Los miserables

Tranquilidad

V

Tranquilidad

Después de dar las buenas noches a su hermana, monseñor Bienvenu cogió de la mesa uno de los candeleros de plata, le dio el otro al huésped y le dijo:

—Voy a llevarlo a su cuarto, señor.

El hombre lo siguió.

Como ya hemos podido observar por lo anteriormente dicho, la distribución de la vivienda era tal que para ir al oratorio donde estaba la alcoba, o para salir de él, había que pasar por el dormitorio del obispo.

Cuando cruzó por el dormitorio, la señora Magloire estaba guardando la plata en la alacena que había a la cabecera de la cama. Era lo último que hacía todas las noches antes de irse a acostar.

El obispo acomodó a su huésped en la alcoba. Estaba preparada una cama blanca y recién hecha. El hombre puso el candelero en una mesita.

—Que pase una buena noche —dijo el obispo—. Mañana por la mañana, antes de irse, tomará una taza de leche calentita de nuestras vacas.

—Gracias, señor cura —dijo el hombre.

Nada más decir esas palabras rebosantes de paz, de repente y sin transición, hizo algo raro que habría dejado heladas de espanto a las dos benditas solteronas si lo hubieran presenciado. Incluso ahora nos resulta difícil entender qué lo movía en aquel momento. ¿Quería avisar o amenazar? ¿Obedecía sencillamente a algo parecido a un impulso instintivo y confuso incluso para él? Se volvió bruscamente hacia el anciano, se cruzó de brazos y, mirando a su anfitrión con mirada salvaje, exclamó con voz ronca:

—¡Pero bueno! ¿Me da un cuarto dentro de la casa, al lado de usted, así, sin más?

Se interrumpió y añadió, con una risa en la que había algo monstruoso:

—¿Lo ha pensado bien? ¿Quién le dice a usted que no soy un asesino?

El obispo contestó:

—Eso es de la competencia de Dios.

Luego, muy serio y moviendo los labios como alguien que reza o habla para sí, alzó dos dedos de la mano derecha y bendijo al hombre, que no se inclinó, y, sin volver la cabeza ni mirar atrás, se fue a su cuarto.

Cuando dormía alguien en la alcoba, en el oratorio corrían una cortina grande de sarga, que tapaba el altar. El obispo se arrodilló al pasar ante la cortina y rezó brevemente.

Un instante después estaba en el jardín, caminando, soñando, contemplando, con toda el alma y todo el pensamiento puestos en esas cosas magnas y misteriosas que Dios muestra de noche a los ojos que se quedan abiertos.
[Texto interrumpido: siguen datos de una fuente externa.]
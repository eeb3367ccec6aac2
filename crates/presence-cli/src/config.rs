use anyhow::{bail, Context, Result};
use presence_core::{DEFAULT_DESCRIPTOR_LEN, DEFAULT_THRESHOLD};
use serde::{Deserialize, Serialize};
use std::path::{Path, PathBuf};
use std::time::Duration;

/// CLI configuration: optional TOML file, then `PRESENCE_*` environment
/// overrides.
#[derive(Debug, Clone, PartialEq, Serialize, Deserialize)]
#[serde(default, deny_unknown_fields)]
pub struct Config {
    /// Path to the SQLite database file.
    pub db_path: PathBuf,
    /// Cosine similarity a recognition must strictly exceed.
    pub threshold: f32,
    /// Similarity above which a new enrollment is reported as a likely
    /// duplicate of another employee.
    pub duplicate_threshold: f32,
    /// Descriptor length every enrollment and probe must have.
    pub descriptor_len: usize,
    /// Location tag written on attendance events.
    pub location: String,
    /// Abort a gallery scan after this many milliseconds (0 = no limit).
    pub scan_timeout_ms: u64,
}

impl Default for Config {
    fn default() -> Self {
        Self {
            db_path: data_dir().join("presence.db"),
            threshold: DEFAULT_THRESHOLD,
            duplicate_threshold: 0.95,
            descriptor_len: DEFAULT_DESCRIPTOR_LEN,
            location: "field".to_string(),
            scan_timeout_ms: 0,
        }
    }
}

impl Config {
    /// Load from `path` (or `PRESENCE_CONFIG`, or the XDG default), then apply
    /// environment overrides. A missing file means defaults.
    pub fn load(path: Option<&Path>) -> Result<Self> {
        let path = path
            .map(Path::to_path_buf)
            .or_else(|| std::env::var("PRESENCE_CONFIG").ok().map(PathBuf::from))
            .unwrap_or_else(default_config_path);

        let config = if path.exists() {
            let raw = std::fs::read_to_string(&path)
                .with_context(|| format!("reading config at {}", path.display()))?;
            Self::from_toml(&raw).with_context(|| format!("parsing config {}", path.display()))?
        } else {
            tracing::debug!(path = %path.display(), "no config file; using defaults");
            Self::default()
        };

        Ok(config.with_env_overrides(|key| std::env::var(key).ok()))
    }

    pub fn from_toml(raw: &str) -> Result<Self> {
        Ok(toml::from_str(raw)?)
    }

    /// Apply `PRESENCE_*` overrides looked up through `lookup`.
    pub fn with_env_overrides(mut self, lookup: impl Fn(&str) -> Option<String>) -> Self {
        if let Some(path) = lookup("PRESENCE_DB_PATH") {
            self.db_path = PathBuf::from(path);
        }
        if let Some(location) = lookup("PRESENCE_LOCATION") {
            self.location = location;
        }
        self.threshold = env_parse(&lookup, "PRESENCE_THRESHOLD", self.threshold);
        self.duplicate_threshold =
            env_parse(&lookup, "PRESENCE_DUPLICATE_THRESHOLD", self.duplicate_threshold);
        self.descriptor_len = env_parse(&lookup, "PRESENCE_DESCRIPTOR_LEN", self.descriptor_len);
        self.scan_timeout_ms = env_parse(&lookup, "PRESENCE_SCAN_TIMEOUT_MS", self.scan_timeout_ms);
        self
    }

    pub fn validate(&self) -> Result<()> {
        for (name, value) in [
            ("threshold", self.threshold),
            ("duplicate_threshold", self.duplicate_threshold),
        ] {
            if !(-1.0..=1.0).contains(&value) {
                bail!("{name} must be within [-1, 1], got {value}");
            }
        }
        if self.descriptor_len == 0 {
            bail!("descriptor_len must be positive");
        }
        if self.location.trim().is_empty() {
            bail!("location must not be empty");
        }
        Ok(())
    }

    pub fn scan_timeout(&self) -> Option<Duration> {
        (self.scan_timeout_ms > 0).then(|| Duration::from_millis(self.scan_timeout_ms))
    }
}

fn env_parse<T: std::str::FromStr + Copy>(
    lookup: &impl Fn(&str) -> Option<String>,
    key: &str,
    default: T,
) -> T {
    match lookup(key) {
        Some(raw) => raw.trim().parse().unwrap_or_else(|_| {
            tracing::warn!(key, value = %raw, "ignoring unparsable environment override");
            default
        }),
        None => default,
    }
}

fn home_dir() -> PathBuf {
    PathBuf::from(std::env::var("HOME").unwrap_or_else(|_| "/tmp".to_string()))
}

fn data_dir() -> PathBuf {
    std::env::var("XDG_DATA_HOME")
        .map(PathBuf::from)
        .unwrap_or_else(|_| home_dir().join(".local/share"))
        .join("presence")
}

fn default_config_path() -> PathBuf {
    std::env::var("XDG_CONFIG_HOME")
        .map(PathBuf::from)
        .unwrap_or_else(|_| home_dir().join(".config"))
        .join("presence/config.toml")
}
//! Enrollment storage contract and an in-memory implementation.

use crate::types::{EnrollmentRecord, RecordError};
use std::sync::{Arc, RwLock};
use thiserror::Error;

#[derive(Error, Debug)]
pub enum StoreError {
    #[error("write failure: {0}")]
    WriteFailure(String),
    #[error("read failure: {0}")]
    ReadFailure(String),
    #[error("invalid record: {0}")]
    InvalidRecord(#[from] RecordError),
}

/// Point-in-time view of every enrollment, in insertion order.
pub type Snapshot = Arc<Vec<EnrollmentRecord>>;

/// Durable mapping from employee identifiers to enrolled descriptors.
///
/// Implementations serialize `append` calls and hand out snapshots that
/// never observe a partially written record.
pub trait DescriptorStore: Send + Sync {
    /// Persist a new enrollment.
    fn append(&self, record: EnrollmentRecord) -> Result<(), StoreError>;

    /// Persist several enrollments. Implementations with transactions make
    /// this all-or-nothing; the default appends one by one.
    fn append_all(&self, records: Vec<EnrollmentRecord>) -> Result<usize, StoreError> {
        let count = records.len();
        for record in records {
            self.append(record)?;
        }
        Ok(count)
    }

    /// Every enrollment currently stored.
    fn all(&self) -> Result<Snapshot, StoreError>;

    /// Number of stored enrollments.
    fn len(&self) -> Result<usize, StoreError>;

    fn is_empty(&self) -> Result<bool, StoreError> {
        Ok(self.len()? == 0)
    }
}

/// Copy-on-write in-memory store.
///
/// Readers hold an `Arc` to the vector they saw; an append clones the
/// vector only while such a snapshot is still alive.
#[derive(Debug, Default)]
pub struct MemoryStore {
    records: RwLock<Arc<Vec<EnrollmentRecord>>>,
}

impl MemoryStore {
    pub fn new() -> Self {
        Self::default()
    }

    /// Seed a store with existing records, validating each.
    pub fn with_records(records: Vec<EnrollmentRecord>) -> Result<Self, StoreError> {
        for record in &records {
            record.validate()?;
        }
        Ok(Self {
            records: RwLock::new(Arc::new(records)),
        })
    }
}

impl DescriptorStore for MemoryStore {
    fn append(&self, record: EnrollmentRecord) -> Result<(), StoreError> {
        record.validate()?;

        let mut guard = self
            .records
            .write()
            .map_err(|_| StoreError::WriteFailure("enrollment lock poisoned".into()))?;

        tracing::debug!(
            employee_id = %record.employee_id,
            dims = record.descriptor.len(),
            "enrollment appended"
        );
        Arc::make_mut(&mut guard).push(record);
        Ok(())
    }

    fn append_all(&self, records: Vec<EnrollmentRecord>) -> Result<usize, StoreError> {
        for record in &records {
            record.validate()?;
        }

        let mut guard = self
            .records
            .write()
            .map_err(|_| StoreError::WriteFailure("enrollment lock poisoned".into()))?;

        let count = records.len();
        Arc::make_mut(&mut guard).extend(records);
        tracing::debug!(count, "enrollments appended");
        Ok(count)
    }

    fn all(&self) -> Result<Snapshot, StoreError> {
        let guard = self
            .records
            .read()
            .map_err(|_| StoreError::ReadFailure("enrollment lock poisoned".into()))?;
        Ok(Arc::clone(&guard))
    }

    fn len(&self) -> Result<usize, StoreError> {
        Ok(self.all()?.len())
    }
}

impl<S: DescriptorStore + ?Sized> DescriptorStore for Arc<S> {
    fn append(&self, record: EnrollmentRecord) -> Result<(), StoreError> {
        (**self).append(record)
    }

    fn append_all(&self, records: Vec<EnrollmentRecord>) -> Result<usize, StoreError> {
        (**self).append_all(records)
    }

    fn all(&self) -> Result<Snapshot, StoreError> {
        (**self).all()
    }

    fn len(&self) -> Result<usize, StoreError> {
        (**self).len()
    }

    fn is_empty(&self) -> Result<bool, StoreError> {
        (**self).is_empty()
    }
}

#[cfg(test)]
mod tests {
    use super::*;
    use crate::types::Descriptor;

    fn record(id: &str, values: Vec<f64>, name: Option<&str>, timestamp: i64) -> EnrollmentRecord {
        EnrollmentRecord {
            employee_id: id.into(),
            descriptor: Descriptor::new(values).unwrap(),
            name: name.map(String::from),
            timestamp,
        }
    }

    #[test]
    fn test_new_store_is_empty() {
        let store = MemoryStore::new();
        assert!(store.is_empty().unwrap());
        assert_eq!(store.len().unwrap(), 0);
        assert!(store.all().unwrap().is_empty());
    }

    #[test]
    fn test_append_round_trips_all_fields() {
        let store = MemoryStore::new();
        let records: Vec<_> = (0..5)
            .map(|i| {
                record(
                    &format!("EMP{i:03}"),
                    vec![i as f64, 1.0, -0.5],
                    (i % 2 == 0).then_some("Named"),
                    1_700_000_000_000 + i,
                )
            })
            .collect();

        for r in &records {
            store.append(r.clone()).unwrap();
        }

        let all = store.all().unwrap();
        assert_eq!(all.len(), 5);
        assert_eq!(all.as_slice(), records.as_slice());
        assert!(!store.is_empty().unwrap());
    }

    #[test]
    fn test_multiple_enrollments_per_employee() {
        let store = MemoryStore::new();
        store.append(record("EMP001", vec![1.0, 0.0], None, 1)).unwrap();
        store.append(record("EMP001", vec![0.0, 1.0], None, 2)).unwrap();
        assert_eq!(store.len().unwrap(), 2);
    }

    #[test]
    fn test_append_rejects_empty_employee_id() {
        let store = MemoryStore::new();
        let err = store.append(record("", vec![1.0], None, 1)).unwrap_err();
        assert!(matches!(err, StoreError::InvalidRecord(RecordError::EmptyEmployeeId)));
        assert!(store.is_empty().unwrap());
    }

    #[test]
    fn test_snapshot_unaffected_by_later_append() {
        let store = MemoryStore::new();
        store.append(record("EMP001", vec![1.0], None, 1)).unwrap();

        let snapshot = store.all().unwrap();
        store.append(record("EMP002", vec![1.0], None, 2)).unwrap();

        assert_eq!(snapshot.len(), 1);
        assert_eq!(store.all().unwrap().len(), 2);
    }

    #[test]
    fn test_append_all_is_all_or_nothing() {
        let store = MemoryStore::new();
        let batch = vec![
            record("EMP001", vec![1.0], None, 1),
            record(" ", vec![1.0], None, 2),
        ];
        assert!(store.append_all(batch).is_err());
        assert!(store.is_empty().unwrap());

        let batch = vec![
            record("EMP001", vec![1.0], None, 1),
            record("EMP002", vec![1.0], None, 2),
        ];
        assert_eq!(store.append_all(batch).unwrap(), 2);
        assert_eq!(store.len().unwrap(), 2);
    }

    #[test]
    fn test_concurrent_appends_all_land() {
        let store = Arc::new(MemoryStore::new());
        std::thread::scope(|s| {
            for t in 0..4 {
                let store = Arc::clone(&store);
                s.spawn(move || {
                    for i in 0..25 {
                        store
                            .append(record(&format!("T{t}-{i}"), vec![1.0, t as f64], None, i))
                            .unwrap();
                    }
                });
            }
        });
        assert_eq!(store.len().unwrap(), 100);
    }
}
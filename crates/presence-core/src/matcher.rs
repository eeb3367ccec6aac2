//! Threshold nearest-neighbour search over enrolled descriptors.

use crate::store::{DescriptorStore, StoreError};
use crate::types::{Descriptor, EnrollmentRecord, MatchResult};
use std::sync::atomic::{AtomicBool, Ordering};
use std::sync::Arc;
use std::time::{Duration, Instant};
use thiserror::Error;

/// Records scored between cancellation/deadline checks.
const LIMIT_CHECK_INTERVAL: usize = 256;

#[derive(Error, Debug)]
pub enum MatchError {
    #[error("store error: {0}")]
    Store(#[from] StoreError),
    #[error("invalid threshold: {0}")]
    InvalidThreshold(f32),
    #[error("scan cancelled after {scanned} of {total} enrollments")]
    Cancelled { scanned: usize, total: usize },
    #[error("scan timed out after {scanned} of {total} enrollments")]
    TimedOut { scanned: usize, total: usize },
}

/// Shared flag that aborts an in-flight scan.
#[derive(Debug, Clone, Default)]
pub struct CancelFlag(Arc<AtomicBool>);

impl CancelFlag {
    pub fn new() -> Self {
        Self::default()
    }

    pub fn cancel(&self) {
        self.0.store(true, Ordering::Relaxed);
    }

    pub fn is_cancelled(&self) -> bool {
        self.0.load(Ordering::Relaxed)
    }
}

/// Resource limits for a single gallery scan.
#[derive(Debug, Clone, Default)]
pub struct ScanLimits {
    pub deadline: Option<Instant>,
    pub cancel: Option<CancelFlag>,
}

impl ScanLimits {
    /// No deadline, no cancellation.
    pub fn none() -> Self {
        Self::default()
    }

    pub fn with_timeout(mut self, timeout: Duration) -> Self {
        self.deadline = Some(Instant::now() + timeout);
        self
    }

    pub fn with_cancel(mut self, cancel: CancelFlag) -> Self {
        self.cancel = Some(cancel);
        self
    }

    fn check(&self, scanned: usize, total: usize) -> Result<(), MatchError> {
        if self.cancel.as_ref().is_some_and(CancelFlag::is_cancelled) {
            return Err(MatchError::Cancelled { scanned, total });
        }
        if self.deadline.is_some_and(|d| Instant::now() >= d) {
            return Err(MatchError::TimedOut { scanned, total });
        }
        Ok(())
    }
}

/// Outcome of a gallery scan, with counts of what was actually compared.
#[derive(Debug, Clone, PartialEq)]
pub struct Scan {
    pub result: MatchResult,
    /// Enrollments scored against the probe.
    pub compared: usize,
    /// Enrollments skipped because their length differs from the probe.
    pub skipped: usize,
}

impl Scan {
    fn empty() -> Self {
        Self {
            result: MatchResult::NoMatch,
            compared: 0,
            skipped: 0,
        }
    }
}

/// Strategy for comparing a probe descriptor against a gallery of enrollments.
pub trait Matcher {
    fn compare(
        &self,
        probe: &Descriptor,
        gallery: &[EnrollmentRecord],
        threshold: f32,
        limits: &ScanLimits,
    ) -> Result<Scan, MatchError>;

    /// Match a probe against a snapshot of `store`.
    fn recognize(
        &self,
        store: &dyn DescriptorStore,
        probe: &Descriptor,
        threshold: f32,
    ) -> Result<MatchResult, MatchError> {
        self.recognize_with(store, probe, threshold, &ScanLimits::none())
            .map(|scan| scan.result)
    }

    /// [`recognize`](Self::recognize) with scan limits and the full report.
    fn recognize_with(
        &self,
        store: &dyn DescriptorStore,
        probe: &Descriptor,
        threshold: f32,
        limits: &ScanLimits,
    ) -> Result<Scan, MatchError> {
        check_threshold(threshold)?;

        let gallery = store.all()?;
        if gallery.is_empty() {
            tracing::debug!("no enrollments; skipping scan");
            return Ok(Scan::empty());
        }

        self.compare(probe, &gallery, threshold, limits)
    }
}

fn check_threshold(threshold: f32) -> Result<(), MatchError> {
    if threshold.is_nan() {
        return Err(MatchError::InvalidThreshold(threshold));
    }
    Ok(())
}

/// Full-scan cosine matcher.
///
/// A candidate wins only with a score strictly above both the threshold and
/// the best seen so far, so equal best scores resolve to the earliest
/// enrollment and `score == threshold` is not a match.
#[derive(Debug, Clone, Copy, Default)]
pub struct CosineMatcher;

impl Matcher for CosineMatcher {
    fn compare(
        &self,
        probe: &Descriptor,
        gallery: &[EnrollmentRecord],
        threshold: f32,
        limits: &ScanLimits,
    ) -> Result<Scan, MatchError> {
        check_threshold(threshold)?;

        let total = gallery.len();
        let mut best: Option<(&EnrollmentRecord, f32)> = None;
        let mut compared = 0;
        let mut skipped = 0;

        for (i, record) in gallery.iter().enumerate() {
            if i % LIMIT_CHECK_INTERVAL == 0 {
                limits.check(i, total)?;
            }

            let sim = match probe.similarity(&record.descriptor) {
                Ok(sim) => sim,
                Err(mismatch) => {
                    tracing::warn!(
                        employee_id = %record.employee_id,
                        expected = mismatch.expected,
                        actual = mismatch.actual,
                        "skipping enrollment with mismatched descriptor length"
                    );
                    skipped += 1;
                    continue;
                }
            };
            compared += 1;

            let best_sim = best.map_or(f32::NEG_INFINITY, |(_, s)| s);
            if sim > best_sim && sim > threshold {
                best = Some((record, sim));
            }
        }

        let result = match best {
            Some((record, similarity)) => MatchResult::Matched {
                employee_id: record.employee_id.clone(),
                name: record.name.clone(),
                similarity,
            },
            None => MatchResult::NoMatch,
        };

        tracing::debug!(
            total,
            compared,
            skipped,
            matched = result.is_match(),
            similarity = result.similarity(),
            "gallery scan complete"
        );

        Ok(Scan {
            result,
            compared,
            skipped,
        })
    }
}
En cuanto al hombre, estaba realmente tan cansado que ni siquiera disfrutó de aquellas acogedoras sábanas blancas. Apagó la vela soplando por la nariz, como hacen los presidiarios, y se desplomó vestido encima de la cama, donde se quedó en el acto profundamente dormido.

Daban las doce cuando entró el obispo en su cuarto, viniendo del jardín.

Pocos minutos después, todo dormía en la casita.